Ficavam, muitas vezes em silêncio, ouvindo o canto dos pássaros e sentindo a brisa refrescante que chegava do lago.
Este lugar era seu repouso e alimento para o espírito.
Um dia, ele colheu uma flor para que ela levasse para casa, pensando em manter por mais tempo, próximo a eles, aquela sensação de beleza e encantamento que sentiam naquele lugar.
Ela, desejando que a sensação perdurasse e mostrando o valor que dava ao presente, plantou a pequena flor em um vaso.
Para felicidade de ambos, a florzinha ganhou raízes e começou a crescer. Encheu o ambiente com seu perfume trazendo, deste modo, para a casa a lembrança da tranqüilidade do parque.
Tão encantados ficaram que de outra feita, colheram juntos uma nova flor. Esta, ao lado da primeira, também enraizou e exalou o seu perfume.
Orgulhosos de seu mini-jardim colocavam os vasinhos à janela para que os transeuntes os admirassem.
As flores eram diferentes, mas igualmente belas e representativas para eles.
Cada um à sua maneira, se desdobrava para que suas plantinhas fossem belas e vivazes!
O tempo passava e as flores cresciam, lado a lado e pareciam gostar de estarem juntas.
Um dia o casal descobriu que os vasos estavam ficando pequenos e que deveriam transplantá-las para outro lugar.
A mais antiga foi retirada primeiro.
Mudaram-na novamente para o jardim do parque onde um jardineiro a cuidava, sob seus olhares bem atentos.
Os dois sempre iam lá acompanhar seu crescimento, vendo-a por fim transformar-se em um lindo arbusto.
A outra flor ficou só, mas tinha mais espaço e sempre recebia notícias da companheira quando o casal vinha do parque conversando.
Às vezes sabiam que ela tinha estado doente, uma praga qualquer tirara seu viço, mas logo se recobrava e todos ficavam despreocupados.
Com o tempo, a segunda plantinha também foi transplantada, mas como era de outra espécie, foi colocada em outro lugar, mais propício ao seu desenvolvimento.
As visitas eram constantes e prazerosas, embora houvessem tempos que causavam alguma preocupação: no inverno, quando as plantinhas pareciam secas e tristes; às vezes por causa de muita chuva; algumas outras, por causa da troca de jardineiros no parque,
Estariam sendo bem cuidadas?
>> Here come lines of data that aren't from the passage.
//! Shared fixtures: an in-process service wired over a fake sandbox
//! runner, an in-memory store, and a real file-backed audit log.

use std::collections::HashMap;
use std::sync::atomic::{AtomicBool, AtomicUsize, Ordering};
use std::sync::Arc;
use std::time::Duration;

use async_trait::async_trait;
use tokio::sync::{mpsc, Mutex, Notify};

use keyward::config::Config;
use keyward::sandbox::{verify_bundle_binding, Redactor, RunRequest, SandboxError, SandboxRunner};
use keyward::storage::memory::MemoryStore;
use keyward::storage::{GrantRecord, JobRecord, SecretMeta, SecretRecord, Store, StoreError};
use keyward::types::{
    CommandSpec, FailureReason, JobId, JobOutcome, JobState, OutputLine, OutputStream, SecretId,
    Subject, Timestamp,
};
use keyward::vault::keys::{StaticKeyManager, KEY_SIZE};
use keyward::vault::CredentialBundle;
use keyward::{Error, Keyward};
use keyward::audit::AuditLog;

/// How the fake runner ends each job it is handed.
#[derive(Clone, Copy)]
pub enum FakeBehavior {
    /// Emit a line and exit 0.
    Succeed,
    /// Emit each injected env pair through the redactor, then exit 0.
    EchoEnv,
    /// Emit a stderr line and exit with the given code.
    Exit(i64),
    /// Report a hard-kill at the wall-clock budget.
    Timeout,
    /// Never resolve unless killed; a kill ends the job as cancelled.
    HangUntilKilled,
    /// Never resolve at all, even when killed.
    Unresponsive,
}

/// In-process [`SandboxRunner`] double.
pub struct FakeRunner {
    behavior: FakeBehavior,
    runs: AtomicUsize,
    kill_signals: Mutex<HashMap<JobId, Arc<Notify>>>,
}

impl FakeRunner {
    pub fn new(behavior: FakeBehavior) -> Arc<Self> {
        Arc::new(Self {
            behavior,
            runs: AtomicUsize::new(0),
            kill_signals: Mutex::new(HashMap::new()),
        })
    }

    /// How many jobs reached a sandbox.
    pub fn runs(&self) -> usize {
        self.runs.load(Ordering::SeqCst)
    }
}

#[async_trait]
impl SandboxRunner for FakeRunner {
    async fn run(
        &self,
        request: RunRequest,
        bundle: CredentialBundle,
        output: mpsc::Sender<OutputLine>,
    ) -> Result<JobOutcome, SandboxError> {
        verify_bundle_binding(&request, &bundle)?;
        self.runs.fetch_add(1, Ordering::SeqCst);

        match self.behavior {
            FakeBehavior::Succeed => {
                let _ = output
                    .send(OutputLine {
                        stream: OutputStream::Stdout,
                        line: format!("added 1 package: {}", request.spec.install_target()),
                    })
                    .await;
                Ok(JobOutcome::Succeeded)
            }
            FakeBehavior::EchoEnv => {
                let redactor = Redactor::new(bundle.exposed_values());
                for pair in bundle.env_pairs() {
                    let _ = output
                        .send(OutputLine {
                            stream: OutputStream::Stdout,
                            line: redactor.redact(&pair),
                        })
                        .await;
                }
                Ok(JobOutcome::Succeeded)
            }
            FakeBehavior::Exit(code) => {
                let _ = output
                    .send(OutputLine {
                        stream: OutputStream::Stderr,
                        line: "npm ERR! code E401".to_owned(),
                    })
                    .await;
                Ok(JobOutcome::Failed(FailureReason::Exit(code)))
            }
            FakeBehavior::Timeout => Ok(JobOutcome::Failed(FailureReason::Timeout)),
            FakeBehavior::HangUntilKilled => {
                let notify = Arc::new(Notify::new());
                self.kill_signals
                    .lock()
                    .await
                    .insert(request.job_id, Arc::clone(&notify));
                notify.notified().await;
                Ok(JobOutcome::Cancelled)
            }
            FakeBehavior::Unresponsive => {
                std::future::pending::<()>().await;
                unreachable!()
            }
        }
    }

    async fn kill(&self, job_id: JobId) {
        if let Some(notify) = self.kill_signals.lock().await.remove(&job_id) {
            notify.notify_one();
        }
    }
}

/// Store wrapper that holds the first Queued -> Running persist open
/// for a while, so a test can land a cancel inside that window.
pub struct StallingStore {
    inner: MemoryStore,
    armed: AtomicBool,
    stall: Duration,
}

impl StallingStore {
    pub fn new(stall: Duration) -> Arc<Self> {
        Arc::new(Self {
            inner: MemoryStore::new(),
            armed: AtomicBool::new(true),
            stall,
        })
    }
}

#[async_trait]
impl Store for StallingStore {
    async fn insert_secret(&self, record: SecretRecord) -> Result<(), StoreError> {
        self.inner.insert_secret(record).await
    }

    async fn secret(&self, id: SecretId) -> Result<Option<SecretRecord>, StoreError> {
        self.inner.secret(id).await
    }

    async fn secret_with_grants(
        &self,
        id: SecretId,
        subject: &Subject,
    ) -> Result<Option<(SecretRecord, Vec<GrantRecord>)>, StoreError> {
        self.inner.secret_with_grants(id, subject).await
    }

    async fn list_secrets(&self, owner: &Subject) -> Result<Vec<SecretMeta>, StoreError> {
        self.inner.list_secrets(owner).await
    }

    async fn revoke_secret(&self, id: SecretId, at: Timestamp) -> Result<bool, StoreError> {
        self.inner.revoke_secret(id, at).await
    }

    async fn delete_secret(&self, id: SecretId) -> Result<(), StoreError> {
        self.inner.delete_secret(id).await
    }

    async fn insert_grant(&self, record: GrantRecord) -> Result<(), StoreError> {
        self.inner.insert_grant(record).await
    }

    async fn delete_grants(
        &self,
        secret_id: SecretId,
        subject: &Subject,
    ) -> Result<(), StoreError> {
        self.inner.delete_grants(secret_id, subject).await
    }

    async fn insert_job(&self, record: JobRecord) -> Result<(), StoreError> {
        self.inner.insert_job(record).await
    }

    async fn job(&self, id: JobId) -> Result<Option<JobRecord>, StoreError> {
        self.inner.job(id).await
    }

    async fn update_job(&self, record: &JobRecord) -> Result<(), StoreError> {
        if record.state == JobState::Running && self.armed.swap(false, Ordering::SeqCst) {
            tokio::time::sleep(self.stall).await;
        }
        self.inner.update_job(record).await
    }

    async fn delete_job(&self, id: JobId) -> Result<(), StoreError> {
        self.inner.delete_job(id).await
    }
}

/// Service over a fake runner, keeping a handle on the audit log path.
pub struct TestService {
    pub service: Keyward,
    pub runner: Arc<FakeRunner>,
    _dir: tempfile::TempDir,
}

pub fn build_service(behavior: FakeBehavior, tune: impl FnOnce(&mut Config)) -> TestService {
    build_service_with_store(Arc::new(MemoryStore::new()), behavior, tune)
}

pub fn build_service_with_store(
    store: Arc<dyn Store>,
    behavior: FakeBehavior,
    tune: impl FnOnce(&mut Config),
) -> TestService {
    let dir = tempfile::tempdir().expect("tempdir");
    let mut config = Config::default();
    config.audit.log_path = dir.path().join("audit.jsonl");
    tune(&mut config);

    let runner = FakeRunner::new(behavior);
    let audit = Arc::new(AuditLog::open(&config.audit.log_path).expect("audit log"));
    let service = Keyward::assemble(
        &config,
        store,
        Arc::new(StaticKeyManager::new(
            config.vault.key_ref.clone(),
            [7u8; KEY_SIZE],
        )),
        audit,
        runner.clone(),
    );
    TestService {
        service,
        runner,
        _dir: dir,
    }
}

pub fn spec(package: &str) -> CommandSpec {
    CommandSpec {
        package: package.to_owned(),
        version: Some("1.0.0".to_owned()),
        registry: None,
    }
}

/// Poll until the job reaches a terminal state.
pub async fn wait_terminal(
    service: &Keyward,
    requester: &Subject,
    job_id: JobId,
) -> keyward::storage::JobRecord {
    let deadline = Duration::from_secs(10);
    let poll = async {
        loop {
            let record = service.job(requester, job_id).await.expect("job lookup");
            if record.state.is_terminal() {
                return record;
            }
            tokio::time::sleep(Duration::from_millis(10)).await;
        }
    };
    tokio::time::timeout(deadline, poll)
        .await
        .expect("job did not reach a terminal state")
}

/// Assert that a submission was rejected at admission.
pub async fn assert_limit_error(result: Result<JobId, Error>) {
    match result {
        Err(Error::LimitExceeded { .. }) => {}
        other => panic!("expected LimitExceeded, got {other:?}"),
    }
}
Já eram mais adultas e tinham mais defesas, entretanto...
Houve um tempo em que a primeira plantinha começou a crescer tanto que já invadia espaços vizinhos e as pessoas arrancavam seus galhos e flores, sem cuidado.
Ela estava maltratada, parecia doente, o que fazia o antigo e prazeroso passeio se tornar um momento triste.
Ambos tentavam tudo para que coisa alguma fosse uma grande dificuldade para suas crias, mas certo dia ao chegar ao parque encontraram o arbusto jogado ao chão.
Foi um dia de muita tristeza, pois julgavam que a plantinha que tanto amaram tivesse se acabado para sempre.
Em casa, descobriram algumas fotos do vasinho à janela, outras em ângulos do parque onde ela lá estava, majestosa! Isto os reconfortava, mas por outro lado, aumentava a tristeza!
Visitavam agora, com mais constância sua outra plantinha, temendo que algo também a maltratasse, pois ela estava só e já não via mais sua companheira no parque.
Todos sentiam muito aquela falta e sofrendo, culpavam-se de tudo, se revoltavam ou pensavam no que haviam falhado !

Até que um dia, surpreendentemente, receberam uma bela foto de uma frondosa árvore.
Era tudo muito estranho, pois a árvore se parecia muito com seu arbusto desaparecido! Mas estava forte, sadio e todo florido! Tantas eram as flores que quase se podia sentir seu perfume a invadir, de novo, a casa.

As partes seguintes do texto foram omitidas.